* _WHAT IS NEEDED_
Please copy, character for character, each line from the beginning of the listing to the line containing "L1 convergence tolerance.", including both.

* _LISTED RECORDS_

——

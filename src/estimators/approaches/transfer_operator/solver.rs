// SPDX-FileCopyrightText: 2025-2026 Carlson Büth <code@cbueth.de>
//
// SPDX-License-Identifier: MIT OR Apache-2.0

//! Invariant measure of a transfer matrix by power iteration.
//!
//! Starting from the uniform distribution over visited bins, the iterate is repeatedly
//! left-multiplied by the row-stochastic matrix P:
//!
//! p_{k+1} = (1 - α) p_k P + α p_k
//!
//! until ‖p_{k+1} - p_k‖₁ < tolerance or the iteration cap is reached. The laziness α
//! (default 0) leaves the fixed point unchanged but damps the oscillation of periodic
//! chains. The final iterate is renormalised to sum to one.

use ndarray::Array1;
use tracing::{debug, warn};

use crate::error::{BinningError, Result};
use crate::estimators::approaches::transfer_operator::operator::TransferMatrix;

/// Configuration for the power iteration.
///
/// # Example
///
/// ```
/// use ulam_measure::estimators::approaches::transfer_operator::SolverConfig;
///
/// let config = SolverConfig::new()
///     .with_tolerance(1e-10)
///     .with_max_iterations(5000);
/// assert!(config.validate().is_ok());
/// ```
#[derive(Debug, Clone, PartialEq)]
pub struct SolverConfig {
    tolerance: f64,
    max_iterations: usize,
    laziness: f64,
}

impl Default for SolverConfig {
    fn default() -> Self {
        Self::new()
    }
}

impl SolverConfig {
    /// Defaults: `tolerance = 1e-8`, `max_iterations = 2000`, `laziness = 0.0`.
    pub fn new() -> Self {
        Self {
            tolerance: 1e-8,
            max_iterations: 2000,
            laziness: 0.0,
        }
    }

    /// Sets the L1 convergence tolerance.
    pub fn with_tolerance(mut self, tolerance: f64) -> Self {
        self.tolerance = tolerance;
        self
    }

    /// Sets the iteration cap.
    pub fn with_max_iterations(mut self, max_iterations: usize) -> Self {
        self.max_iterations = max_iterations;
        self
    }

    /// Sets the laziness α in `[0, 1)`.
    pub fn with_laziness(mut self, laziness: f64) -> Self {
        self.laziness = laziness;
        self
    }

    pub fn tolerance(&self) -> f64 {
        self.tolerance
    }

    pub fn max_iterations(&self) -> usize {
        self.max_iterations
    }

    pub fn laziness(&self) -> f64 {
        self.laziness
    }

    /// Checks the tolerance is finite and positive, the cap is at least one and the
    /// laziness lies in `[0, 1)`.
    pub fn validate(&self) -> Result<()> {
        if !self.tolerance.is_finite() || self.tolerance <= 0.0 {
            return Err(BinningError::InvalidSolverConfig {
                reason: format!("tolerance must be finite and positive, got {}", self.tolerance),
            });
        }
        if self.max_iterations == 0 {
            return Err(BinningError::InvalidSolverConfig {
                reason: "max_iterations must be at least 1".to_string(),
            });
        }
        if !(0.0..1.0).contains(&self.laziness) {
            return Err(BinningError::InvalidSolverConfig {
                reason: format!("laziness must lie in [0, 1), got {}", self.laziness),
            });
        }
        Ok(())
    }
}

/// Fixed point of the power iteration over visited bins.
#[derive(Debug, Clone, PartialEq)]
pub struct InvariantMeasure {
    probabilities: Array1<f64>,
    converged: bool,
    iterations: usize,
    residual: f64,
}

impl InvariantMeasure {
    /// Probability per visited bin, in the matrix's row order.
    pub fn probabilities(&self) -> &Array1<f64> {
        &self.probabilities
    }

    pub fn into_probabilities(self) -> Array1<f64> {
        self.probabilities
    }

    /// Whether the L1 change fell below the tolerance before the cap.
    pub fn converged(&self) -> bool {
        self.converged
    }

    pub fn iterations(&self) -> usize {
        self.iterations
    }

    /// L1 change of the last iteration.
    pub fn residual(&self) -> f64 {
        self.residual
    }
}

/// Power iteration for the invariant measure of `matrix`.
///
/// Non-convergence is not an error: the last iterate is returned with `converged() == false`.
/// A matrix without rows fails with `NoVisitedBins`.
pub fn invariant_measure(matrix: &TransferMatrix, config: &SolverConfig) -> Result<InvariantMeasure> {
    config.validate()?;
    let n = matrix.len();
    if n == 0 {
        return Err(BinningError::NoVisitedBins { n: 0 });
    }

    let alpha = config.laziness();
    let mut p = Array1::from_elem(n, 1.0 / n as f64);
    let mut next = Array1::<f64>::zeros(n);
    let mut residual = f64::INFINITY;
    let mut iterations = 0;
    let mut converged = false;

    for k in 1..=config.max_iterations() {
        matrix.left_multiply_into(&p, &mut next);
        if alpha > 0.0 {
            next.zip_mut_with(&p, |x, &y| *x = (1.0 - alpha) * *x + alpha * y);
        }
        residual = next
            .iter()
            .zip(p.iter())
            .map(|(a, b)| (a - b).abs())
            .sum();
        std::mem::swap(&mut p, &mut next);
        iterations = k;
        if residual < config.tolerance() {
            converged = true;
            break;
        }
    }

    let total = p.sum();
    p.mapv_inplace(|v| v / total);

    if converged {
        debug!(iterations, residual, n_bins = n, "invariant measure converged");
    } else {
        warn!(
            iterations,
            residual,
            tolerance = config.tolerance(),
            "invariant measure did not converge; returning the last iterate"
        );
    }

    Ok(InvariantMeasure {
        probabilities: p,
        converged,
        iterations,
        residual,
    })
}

——

* _REPLY_
filename src/estimators/approaches/transfer_operator/solver.rs
// SPDX-FileCopyrightText: 2025-2026 Carlson Büth <code@cbueth.de>
//
// SPDX-License-Identifier: MIT OR Apache-2.0

//! Invariant measure of a transfer matrix by power iteration.
//!
//! Starting from the uniform distribution over visited bins, the iterate is repeatedly
//! left-multiplied by the row-stochastic matrix P:
//!
//! p_{k+1} = (1 - α) p_k P + α p_k
//!
//! until ‖p_{k+1} - p_k‖₁ < tolerance or the iteration cap is reached. The laziness α
//! (default 0) leaves the fixed point unchanged but damps the oscillation of periodic
//! chains. The final iterate is renormalised to sum to one.

use ndarray::Array1;
use tracing::{debug, warn};

use crate::error::{BinningError, Result};
use crate::estimators::approaches::transfer_operator::operator::TransferMatrix;

/// Configuration for the power iteration.
///
/// # Example
///
/// ```
/// use ulam_measure::estimators::approaches::transfer_operator::SolverConfig;
///
/// let config = SolverConfig::new()
///     .with_tolerance(1e-10)
///     .with_max_iterations(5000);
/// assert!(config.validate().is_ok());
/// ```
#[derive(Debug, Clone, PartialEq)]
pub struct SolverConfig {
    tolerance: f64,
    max_iterations: usize,
    laziness: f64,
}

impl Default for SolverConfig {
    fn default() -> Self {
        Self::new()
    }
}

impl SolverConfig {
    /// Defaults: `tolerance = 1e-8`, `max_iterations = 2000`, `laziness = 0.0`.
    pub fn new() -> Self {
        Self {
            tolerance: 1e-8,
            max_iterations: 2000,
            laziness: 0.0,
        }
    }

    /// Sets the L1 convergence tolerance.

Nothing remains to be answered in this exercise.